• [ACTIVITY]
Give again the entries below exactly, beginning at the first line and ending at the line with "const CREATE_USER_SQL: &str".

• [DATA IN THIS EXERCISE]
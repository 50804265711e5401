//! Auth repository.

use jiff_sqlx::Timestamp as SqlxTimestamp;
use sqlx::{FromRow, PgPool, Postgres, Row, postgres::PgRow, query, query_as};
use uuid::Uuid;

use crate::auth::models::{OtpRecord, UserRecord, UserRole, UserUuid};

const CREATE_USER_SQL: &str = include_str!("sql/create_user.sql");
const FIND_USER_BY_EMAIL_SQL: &str = include_str!("sql/find_user_by_email.sql");
const FIND_USER_BY_UUID_SQL: &str = include_str!("sql/find_user_by_uuid.sql");
const UPDATE_USER_PASSWORD_SQL: &str = include_str!("sql/update_user_password.sql");
const SET_USER_ROLE_SQL: &str = include_str!("sql/set_user_role.sql");
const CREATE_OTP_SQL: &str = include_str!("sql/create_otp.sql");
const LATEST_OTP_SQL: &str = include_str!("sql/latest_otp.sql");
const DELETE_OTPS_FOR_EMAIL_SQL: &str = include_str!("sql/delete_otps_for_email.sql");
const DELETE_OTP_SQL: &str = include_str!("sql/delete_otp.sql");

/// User insertion payload (password already hashed).
#[derive(Debug, Clone)]
pub(crate) struct NewUserRecord {
    pub uuid: UserUuid,
    pub name: String,
    pub email: String,
    pub phone: String,
    pub organization: String,
    pub password_hash: String,
    pub role: UserRole,
}

#[derive(Debug, Clone)]
pub(crate) struct PgAuthRepository {
    pool: PgPool,
}

impl PgAuthRepository {
    #[must_use]
    pub(crate) fn new(pool: PgPool) -> Self {
        Self { pool }
    }

    pub(crate) async fn create_user(&self, user: &NewUserRecord) -> Result<UserRecord, sqlx::Error> {
        query_as::<Postgres, UserRecord>(CREATE_USER_SQL)
            .bind(user.uuid.into_uuid())
            .bind(&user.name)
            .bind(&user.email)
            .bind(&user.phone)
            .bind(&user.organization)
            .bind(&user.password_hash)
            .bind(user.role.as_str())
            .fetch_one(&self.pool)
            .await
    }

    pub(crate) async fn find_by_email(&self, email: &str) -> Result<Option<UserRecord>, sqlx::Error> {
        query_as::<Postgres, UserRecord>(FIND_USER_BY_EMAIL_SQL)
            .bind(email)
            .fetch_optional(&self.pool)
            .await
    }

    pub(crate) async fn find_by_uuid(&self, user: UserUuid) -> Result<Option<UserRecord>, sqlx::Error> {
        query_as::<Postgres, UserRecord>(FIND_USER_BY_UUID_SQL)
            .bind(user.into_uuid())
            .fetch_optional(&self.pool)
            .await
    }

    pub(crate) async fn update_password(
        &self,
        email: &str,
        password_hash: &str,
    ) -> Result<u64, sqlx::Error> {
        let rows_affected = query(UPDATE_USER_PASSWORD_SQL)
            .bind(email)
            .bind(password_hash)
            .execute(&self.pool)
            .await?
            .rows_affected();

        Ok(rows_affected)
    }

    pub(crate) async fn set_role(
        &self,
        email: &str,
        role: UserRole,
    ) -> Result<Option<UserRecord>, sqlx::Error> {
        query_as::<Postgres, UserRecord>(SET_USER_ROLE_SQL)
            .bind(email)
            .bind(role.as_str())
            .fetch_optional(&self.pool)
            .await
    }

    pub(crate) async fn create_otp(
        &self,
        uuid: Uuid,
        email: &str,
        code: &str,
    ) -> Result<(), sqlx::Error> {
        query(CREATE_OTP_SQL)
            .bind(uuid)
            .bind(email)
            .bind(code)
            .execute(&self.pool)
            .await?;

        Ok(())
    }

    pub(crate) async fn latest_otp(&self, email: &str) -> Result<Option<OtpRecord>, sqlx::Error> {
        query_as::<Postgres, OtpRecord>(LATEST_OTP_SQL)
            .bind(email)
            .fetch_optional(&self.pool)
            .await
    }

    pub(crate) async fn delete_otps_for(&self, email: &str) -> Result<(), sqlx::Error> {
        query(DELETE_OTPS_FOR_EMAIL_SQL)
            .bind(email)
            .execute(&self.pool)
            .await?;

        Ok(())
    }

    pub(crate) async fn delete_otp(&self, uuid: Uuid) -> Result<(), sqlx::Error> {
        query(DELETE_OTP_SQL).bind(uuid).execute(&self.pool).await?;

        Ok(())
    }
}

impl<'r> FromRow<'r, PgRow> for UserRecord {
    fn from_row(row: &'r PgRow) -> sqlx::Result<Self> {
        let role_text: String = row.try_get("role")?;

        let role = UserRole::parse(&role_text).ok_or_else(|| sqlx::Error::ColumnDecode {
            index: "role".to_string(),
            source: format!("unknown role '{role_text}'").into(),
        })?;

        Ok(Self {
            uuid: UserUuid::from_uuid(row.try_get("uuid")?),
            name: row.try_get("name")?,
            email: row.try_get("email")?,
            phone: row.try_get("phone")?,
            organization: row.try_get("organization")?,
            password_hash: row.try_get("password_hash")?,
            role,
            created_at: row.try_get::<SqlxTimestamp, _>("created_at")?.to_jiff(),
            updated_at: row.try_get::<SqlxTimestamp, _>("updated_at")?.to_jiff(),
        })
    }
}

impl<'r> FromRow<'r, PgRow> for OtpRecord {
    fn from_row(row: &'r PgRow) -> sqlx::Result<Self> {
        Ok(Self {
            uuid: row.try_get("uuid")?,
            email: row.try_get("email")?,
            code: row.try_get("code")?,
            created_at: row.try_get::<SqlxTimestamp, _>("created_at")?.to_jiff(),
        })
    }
}
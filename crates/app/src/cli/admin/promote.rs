use clap::Args;

use atelier_app::{auth::promote_user, database};

#[derive(Debug, Args)]
pub(crate) struct PromoteAdminArgs {
    /// Email of the account to promote
    #[arg(long)]
    email: String,

    /// PostgreSQL connection string
    #[arg(long, env = "DATABASE_URL", hide_env_values = true)]
    database_url: String,
}

pub(crate) async fn run(args: PromoteAdminArgs) -> Result<(), String> {
    let pool = database::connect(&args.database_url)
        .await
        .map_err(|error| format!("failed to connect to database: {error}"))?;

    let user = promote_user(&pool, &args.email)
        .await
        .map_err(|error| format!("failed to promote account: {error}"))?;

    println!("user_uuid: {}", user.uuid);
    println!("email: {}", user.email);
    println!("role: {}", user.role.as_str());

    Ok(())
}
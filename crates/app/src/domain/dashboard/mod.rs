//! Platform analytics and activity feed

pub mod errors;
pub mod models;
pub(crate) mod repository;
pub mod service;

pub use errors::DashboardServiceError;
pub use models::*;
pub use service::*;
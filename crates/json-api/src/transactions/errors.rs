//! Transaction error mapping.

use salvo::http::StatusError;
use tracing::error;

use atelier_app::domain::transactions::TransactionsServiceError;

pub(crate) fn into_status_error(error: TransactionsServiceError) -> StatusError {
    match error {
        TransactionsServiceError::NotFound => StatusError::not_found().brief("Order not found"),
        TransactionsServiceError::InvalidSignature => {
            StatusError::forbidden().brief("Invalid payment signature")
        }
        TransactionsServiceError::Gateway(source) => {
            error!("payment gateway error: {source}");

            StatusError::internal_server_error()
        }
        TransactionsServiceError::Sql(source) => {
            error!("transactions storage error: {source}");

            StatusError::internal_server_error()
        }
    }
}
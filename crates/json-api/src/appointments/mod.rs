//! Appointments

pub(crate) mod errors;
pub(crate) mod handlers;

pub(crate) use handlers::*;
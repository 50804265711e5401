//! Appointment error mapping.

use salvo::http::StatusError;
use tracing::error;

use atelier_app::domain::appointments::AppointmentsServiceError;

pub(crate) fn into_status_error(error: AppointmentsServiceError) -> StatusError {
    match error {
        AppointmentsServiceError::NotFound => {
            StatusError::not_found().brief("Appointment not found")
        }
        AppointmentsServiceError::InvalidTransition => {
            StatusError::bad_request().brief("Invalid status transition")
        }
        AppointmentsServiceError::Invalid(message) => StatusError::bad_request().brief(message),
        AppointmentsServiceError::Sql(source) => {
            error!("appointments storage error: {source}");

            StatusError::internal_server_error()
        }
    }
}
//! Get Project Handler

use std::sync::Arc;

use salvo::{
    oapi::{ToSchema, extract::PathParam},
    prelude::*,
};
use serde::{Deserialize, Serialize};
use uuid::Uuid;

use atelier_app::domain::projects::ProjectRecord;

use crate::{extensions::*, projects::errors::into_status_error, state::State};

#[derive(Debug, Serialize, Deserialize, ToSchema)]
pub(crate) struct ProjectResponse {
    /// The unique identifier of the project
    pub uuid: Uuid,

    pub title: String,

    pub description: String,

    pub location: String,

    /// `Proposed`, `Ongoing`, or `Completed`
    pub status: String,

    pub estimated_cost: String,

    pub estimated_duration: String,

    pub estimated_area: String,

    /// Gallery image URLs
    pub images: Vec<String>,

    /// 3D model URL, when one is attached
    pub model_url: Option<String>,

    /// Third-party viewer embed URL
    pub model_embed_url: Option<String>,

    pub is_featured: bool,

    /// The date and time the project was created
    pub created_at: String,

    /// The date and time the project was last updated
    pub updated_at: String,
}

impl From<ProjectRecord> for ProjectResponse {
    fn from(project: ProjectRecord) -> Self {
        Self {
            uuid: project.uuid.into(),
            title: project.title,
            description: project.description,
            location: project.location,
            status: project.status.as_str().to_string(),
            estimated_cost: project.estimates.cost,
            estimated_duration: project.estimates.duration,
            estimated_area: project.estimates.area,
            images: project.images.into_iter().map(|image| image.url).collect(),
            model_url: project.model_3d.map(|model| model.url),
            model_embed_url: project.model_embed_url,
            is_featured: project.is_featured,
            created_at: project.created_at.to_string(),
            updated_at: project.updated_at.to_string(),
        }
    }
}

/// Get Project Handler
///
/// Returns a project.
#[endpoint(tags("projects"), summary = "Get Project")]
pub(crate) async fn handler(
    project: PathParam<Uuid>,
    depot: &mut Depot,
) -> Result<Json<ProjectResponse>, StatusError> {
    let state = depot.obtain_or_500::<Arc<State>>()?;

    let project = state
        .app
        .projects
        .get_project(project.into_inner().into())
        .await
        .map_err(into_status_error)?;

    Ok(Json(project.into()))
}
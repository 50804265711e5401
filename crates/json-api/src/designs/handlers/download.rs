//! Design Download Handler

use std::sync::Arc;

use salvo::{
    http::header::{CONTENT_DISPOSITION, CONTENT_TYPE},
    oapi::extract::PathParam,
    prelude::*,
};
use uuid::Uuid;

use atelier_app::domain::downloads::{DownloadsServiceError, ResourceKind};

use crate::{extensions::*, state::State};
use tracing::error;

/// Design Download Handler
///
/// Streams a design's documentation as an attachment. `type` selects the
/// `public` or `private` resource; private downloads require an identity
/// (bearer header or `?token=`) entitled to the design.
#[endpoint(
    tags("designs"),
    summary = "Download Design Documentation",
    responses(
        (status_code = StatusCode::OK, description = "File bytes"),
        (status_code = StatusCode::UNAUTHORIZED, description = "Identity required"),
        (status_code = StatusCode::FORBIDDEN, description = "Purchase required"),
        (status_code = StatusCode::NOT_FOUND, description = "No such file"),
    ),
)]
pub(crate) async fn handler(
    design: PathParam<Uuid>,
    req: &mut Request,
    depot: &mut Depot,
    res: &mut Response,
) -> Result<(), StatusError> {
    let state = depot.obtain_or_500::<Arc<State>>()?;
    let identity = depot.current_user().cloned();

    let kind = req
        .query::<String>("type")
        .as_deref()
        .and_then(ResourceKind::parse)
        .ok_or_else(|| StatusError::bad_request().brief("type must be public or private"))?;

    let file = state
        .app
        .downloads
        .download(design.into_inner().into(), kind, identity)
        .await
        .map_err(download_into_status_error)?;

    res.add_header(
        CONTENT_DISPOSITION,
        format!("attachment; filename=\"{}\"", file.filename),
        true,
    )
    .or_500("failed to set content-disposition header")?
    .add_header(CONTENT_TYPE, file.content_type, true)
    .or_500("failed to set content-type header")?
    .write_body(file.bytes)
    .or_500("failed to write download body")?;

    Ok(())
}

fn download_into_status_error(error: DownloadsServiceError) -> StatusError {
    match error {
        DownloadsServiceError::NotFound => StatusError::not_found().brief("File not found"),
        DownloadsServiceError::Unauthorized => {
            StatusError::unauthorized().brief("Authentication required")
        }
        DownloadsServiceError::Forbidden => StatusError::forbidden().brief("Purchase required"),
        DownloadsServiceError::Sql(source) => {
            error!("downloads storage error: {source}");

            StatusError::internal_server_error()
        }
    }
}
//! Purchase Status Handler

use std::sync::Arc;

use salvo::{
    oapi::{ToSchema, extract::PathParam},
    prelude::*,
};
use serde::{Deserialize, Serialize};
use uuid::Uuid;

use crate::{extensions::*, state::State, transactions::errors::into_status_error};

/// Purchase Status Response
#[derive(Debug, Serialize, Deserialize, ToSchema)]
pub(crate) struct PurchaseStatusResponse {
    /// Whether the caller may download the design's private documentation
    #[serde(rename = "isPurchased")]
    pub is_purchased: bool,
}

/// Purchase Status Handler
///
/// Entitlement check: true for admins and for buyers with a completed
/// transaction for the design.
#[endpoint(
    tags("transactions"),
    summary = "Check Purchase Status",
    security(("bearer_auth" = []))
)]
pub(crate) async fn handler(
    design: PathParam<Uuid>,
    depot: &mut Depot,
) -> Result<Json<PurchaseStatusResponse>, StatusError> {
    let state = depot.obtain_or_500::<Arc<State>>()?;
    let user = depot.current_user_or_401()?;

    let is_purchased = state
        .app
        .transactions
        .is_purchased(user, design.into_inner().into())
        .await
        .map_err(into_status_error)?;

    Ok(Json(PurchaseStatusResponse { is_purchased }))
}
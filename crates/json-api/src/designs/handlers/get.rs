//! Get Design Handler

use std::sync::Arc;

use salvo::{
    oapi::{ToSchema, extract::PathParam},
    prelude::*,
};
use serde::{Deserialize, Serialize};
use uuid::Uuid;

use atelier_app::domain::designs::DesignRecord;

use crate::{designs::errors::into_status_error, extensions::*, state::State};

#[derive(Debug, Serialize, Deserialize, ToSchema)]
pub(crate) struct DesignResponse {
    /// The unique identifier of the design
    pub uuid: Uuid,

    pub title: String,

    pub description: String,

    pub category: String,

    pub material: String,

    /// Licence price in minor currency units
    pub price: u64,

    /// Cover image URL
    pub image_url: String,

    /// Whether freely downloadable documentation is attached
    pub has_public_doc: bool,

    /// Whether purchase-gated documentation is attached
    pub has_private_doc: bool,

    /// The date and time the design was created
    pub created_at: String,

    /// The date and time the design was last updated
    pub updated_at: String,
}

impl From<DesignRecord> for DesignResponse {
    fn from(design: DesignRecord) -> Self {
        Self {
            uuid: design.uuid.into(),
            title: design.title,
            description: design.description,
            category: design.category.as_str().to_string(),
            material: design.material,
            price: design.price,
            image_url: design.image.url,
            has_public_doc: design.public_doc.is_some(),
            has_private_doc: design.private_doc.is_some(),
            created_at: design.created_at.to_string(),
            updated_at: design.updated_at.to_string(),
        }
    }
}

/// Get Design Handler
///
/// Returns a design.
#[endpoint(tags("designs"), summary = "Get Design")]
pub(crate) async fn handler(
    design: PathParam<Uuid>,
    depot: &mut Depot,
) -> Result<Json<DesignResponse>, StatusError> {
    let state = depot.obtain_or_500::<Arc<State>>()?;

    let design = state
        .app
        .designs
        .get_design(design.into_inner().into())
        .await
        .map_err(into_status_error)?;

    Ok(Json(design.into()))
}

#[cfg(test)]
mod tests {
    use salvo::test::{ResponseExt, TestClient};
    use testresult::TestResult;

    use atelier_app::domain::designs::{DesignUuid, DesignsServiceError, MockDesignsService};

    use crate::{
        designs::handlers::tests::make_design,
        test_helpers::{TestState, public_service},
    };

    use super::*;

    fn service_with(designs: MockDesignsService) -> Service {
        public_service(
            TestState {
                designs,
                ..TestState::default()
            },
            Router::with_path("designs/{design}").get(handler),
        )
    }

    #[tokio::test]
    async fn returns_the_design() -> TestResult {
        let uuid = DesignUuid::new();
        let design = make_design(uuid, "Hillside Villa", 50_000);

        let mut designs = MockDesignsService::new();
        designs
            .expect_get_design()
            .once()
            .withf(move |requested| *requested == uuid)
            .return_once(move |_| Ok(design));

        let response: DesignResponse =
            TestClient::get(format!("http://example.com/designs/{uuid}"))
                .send(&service_with(designs))
                .await
                .take_json()
                .await?;

        assert_eq!(response.uuid, uuid.into_uuid());
        assert_eq!(response.title, "Hillside Villa");
        assert_eq!(response.price, 50_000);
        assert!(!response.has_private_doc);

        Ok(())
    }

    #[tokio::test]
    async fn missing_design_returns_404() -> TestResult {
        let uuid = DesignUuid::new();

        let mut designs = MockDesignsService::new();
        designs
            .expect_get_design()
            .once()
            .return_once(|_| Err(DesignsServiceError::NotFound));

        let res = TestClient::get(format!("http://example.com/designs/{uuid}"))
            .send(&service_with(designs))
            .await;

        assert_eq!(res.status_code, Some(StatusCode::NOT_FOUND));

        Ok(())
    }
}
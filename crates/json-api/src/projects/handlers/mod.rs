//! Project Handlers

pub(crate) mod create;
pub(crate) mod delete;
pub(crate) mod get;
pub(crate) mod index;
pub(crate) mod top;

#[cfg(test)]
mod tests {
    use jiff::Timestamp;

    use atelier_app::{
        domain::projects::{ProjectEstimates, ProjectRecord, ProjectStatus, ProjectUuid},
        media::StoredAsset,
    };

    pub(super) fn make_project(uuid: ProjectUuid, title: &str) -> ProjectRecord {
        ProjectRecord {
            uuid,
            title: title.to_string(),
            description: format!("{title} description"),
            location: "Sambalpur".to_string(),
            status: ProjectStatus::Ongoing,
            estimates: ProjectEstimates::default(),
            images: vec![StoredAsset {
                url: "https://files.media.test/atelier/image/upload/projects/site.jpg".to_string(),
                public_id: "projects/site.jpg".to_string(),
            }],
            model_3d: None,
            model_embed_url: None,
            is_featured: false,
            created_at: Timestamp::UNIX_EPOCH,
            updated_at: Timestamp::UNIX_EPOCH,
        }
    }
}
//! Atelier JSON API Server

use std::{process, sync::Arc};

use salvo::{
    affix_state::inject,
    oapi::{
        OpenApi,
        security::{Http, HttpAuthScheme, SecurityScheme},
        swagger_ui::SwaggerUi,
    },
    prelude::*,
    trailing_slash::remove_slash,
};
use tracing::{error, info};
use tracing_subscriber::EnvFilter;

use atelier_app::{
    auth::JwtKeys,
    context::{AppContext, AppDependencies},
    gateway::{GatewayConfig, HttpPaymentGateway},
    mailer::{SmtpConfig, SmtpMailer},
    media::{HttpMediaStore, MediaConfig},
    secrets::SecretString,
};

use crate::{config::ServerConfig, state::State};

#[cfg(not(target_env = "msvc"))]
use tikv_jemallocator::Jemalloc;

#[cfg(not(target_env = "msvc"))]
#[global_allocator]
static GLOBAL: Jemalloc = Jemalloc;

mod appointments;
mod auth;
mod config;
mod dashboard;
mod designs;
mod extensions;
mod healthcheck;
mod projects;
mod router;
mod shutdown;
mod state;
#[cfg(test)]
mod test_helpers;
mod transactions;
mod uploads;

/// Atelier JSON API Server entry point
///
/// # Panics
///
/// Panics if the server fails to bind or serve requests
#[tokio::main]
pub async fn main() {
    // Load configuration from .env and CLI arguments
    let config = ServerConfig::load().unwrap_or_else(|e| {
        #[expect(
            clippy::print_stderr,
            reason = "logging not initialized yet, must use eprintln for config errors"
        )]
        {
            eprintln!("Configuration error: {e}");
        }

        process::exit(1);
    });

    // Initialize logging
    tracing_subscriber::fmt()
        .with_env_filter(
            EnvFilter::try_from_default_env().unwrap_or_else(|_| EnvFilter::new(&config.log_level)),
        )
        .init();

    let addr = config.socket_addr();

    info!("Starting server on {addr}");

    // Bind server
    let listener = TcpListener::new(addr).bind().await;

    let keys = JwtKeys::new(&SecretString::from(config.jwt_secret));

    let gateway = Arc::new(HttpPaymentGateway::new(GatewayConfig {
        addr: config.gateway_addr,
        key_id: config.gateway_key_id,
        key_secret: SecretString::from(config.gateway_key_secret),
    }));

    let media = Arc::new(HttpMediaStore::new(MediaConfig {
        api_addr: config.media_api_addr,
        delivery_addr: config.media_delivery_addr,
        cloud_name: config.media_cloud_name,
        api_key: config.media_api_key,
        api_secret: SecretString::from(config.media_api_secret),
    }));

    let mailer = match SmtpMailer::new(SmtpConfig {
        host: config.smtp_host,
        username: config.smtp_username,
        password: SecretString::from(config.smtp_password),
        sender: config.mail_sender,
    }) {
        Ok(mailer) => Arc::new(mailer),
        Err(init_error) => {
            error!("failed to initialize mailer: {init_error}");

            process::exit(1);
        }
    };

    let deps = AppDependencies {
        keys,
        gateway,
        media,
        mailer,
        admin_email: config.admin_email,
        client_url: config.client_url,
    };

    let app = match AppContext::from_database_url(&config.database_url, deps).await {
        Ok(app) => app,
        Err(init_error) => {
            error!("failed to initialize app context: {init_error}");

            process::exit(1);
        }
    };

    let router = Router::new()
        .hoop(CatchPanic::new())
        .hoop(remove_slash())
        .hoop(inject(State::from_app_context(app)))
        .push(Router::with_path("healthcheck").get(healthcheck::handler))
        .push(router::app_router());

    let doc = OpenApi::new("Atelier API", "0.1.0")
        .add_security_scheme(
            "bearer_auth",
            SecurityScheme::Http(Http::new(HttpAuthScheme::Bearer)),
        )
        .merge_router(&router);

    let router = router
        .push(doc.into_router("/api-doc/openapi.json"))
        .push(SwaggerUi::new("/api-doc/openapi.json").into_router("docs"));

    let server = Server::new(listener);

    let handle = server.handle();

    // Listen for shutdown signal
    tokio::spawn(async move {
        if let Err(error) = shutdown::listen(handle).await {
            error!("failed to listen for shutdown signal: {error}");
        }
    });

    // Start serving requests
    server.serve(router).await;
}
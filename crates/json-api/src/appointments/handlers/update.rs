//! Update Appointment Handler

use std::sync::Arc;

use salvo::{
    oapi::{ToSchema, extract::{JsonBody, PathParam}},
    prelude::*,
};
use serde::{Deserialize, Serialize};
use uuid::Uuid;

use atelier_app::domain::appointments::{AppointmentStatus, AppointmentUpdate};

use crate::{
    appointments::{create::AppointmentResponse, errors::into_status_error},
    extensions::*,
    state::State,
};

/// Update Appointment Request. Absent fields are left unchanged.
#[derive(Debug, Serialize, Deserialize, ToSchema)]
pub(crate) struct UpdateAppointmentRequest {
    /// New status; must be a valid transition from the current one
    pub status: Option<String>,

    pub admin_reply: Option<String>,

    pub meeting_link: Option<String>,
}

/// Update Appointment Handler
///
/// Admin only. Applies the studio's response: a status transition, a reply,
/// a meeting link, or any combination.
#[endpoint(
    tags("appointments"),
    summary = "Update Appointment",
    security(("bearer_auth" = [])),
    responses(
        (status_code = StatusCode::OK, description = "Appointment updated"),
        (status_code = StatusCode::BAD_REQUEST, description = "Invalid transition"),
        (status_code = StatusCode::NOT_FOUND, description = "Appointment not found"),
    ),
)]
pub(crate) async fn handler(
    appointment: PathParam<Uuid>,
    json: JsonBody<UpdateAppointmentRequest>,
    depot: &mut Depot,
) -> Result<Json<AppointmentResponse>, StatusError> {
    let state = depot.obtain_or_500::<Arc<State>>()?;
    let request = json.into_inner();

    let status = request
        .status
        .map(|value| {
            AppointmentStatus::parse(&value)
                .ok_or_else(|| StatusError::bad_request().brief("Unknown appointment status"))
        })
        .transpose()?;

    let updated = state
        .app
        .appointments
        .update_appointment(
            appointment.into_inner().into(),
            AppointmentUpdate {
                status,
                admin_reply: request.admin_reply,
                meeting_link: request.meeting_link,
            },
        )
        .await
        .map_err(into_status_error)?;

    Ok(Json(updated.into()))
}
//! Download models.

/// Which of a design's resources is being requested.
#[derive(Debug, Clone, Copy, PartialEq, Eq)]
pub enum ResourceKind {
    /// Freely downloadable documentation.
    Public,

    /// Purchase-gated documentation.
    Private,
}

impl ResourceKind {
    #[must_use]
    pub const fn as_str(self) -> &'static str {
        match self {
            Self::Public => "public",
            Self::Private => "private",
        }
    }

    #[must_use]
    pub fn parse(value: &str) -> Option<Self> {
        match value {
            "public" => Some(Self::Public),
            "private" => Some(Self::Private),
            _ => None,
        }
    }
}

/// Retrieved file ready to stream back as an attachment.
#[derive(Debug, Clone)]
pub struct FileDownload {
    pub bytes: Vec<u8>,
    pub content_type: String,
    pub filename: String,
}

• [SOLUTION TO THIS EXERCISE]
repository 50804265711e5401
//! Auth repository.

use jiff_sqlx::Timestamp as SqlxTimestamp;
use sqlx::{FromRow, PgPool, Postgres, Row, postgres::PgRow, query, query_as};
use uuid::Uuid;

use crate::auth::models::{OtpRecord, UserRecord, UserRole, UserUuid};

const CREATE_USER_SQL: &str = include_str!("sql/create_user.sql");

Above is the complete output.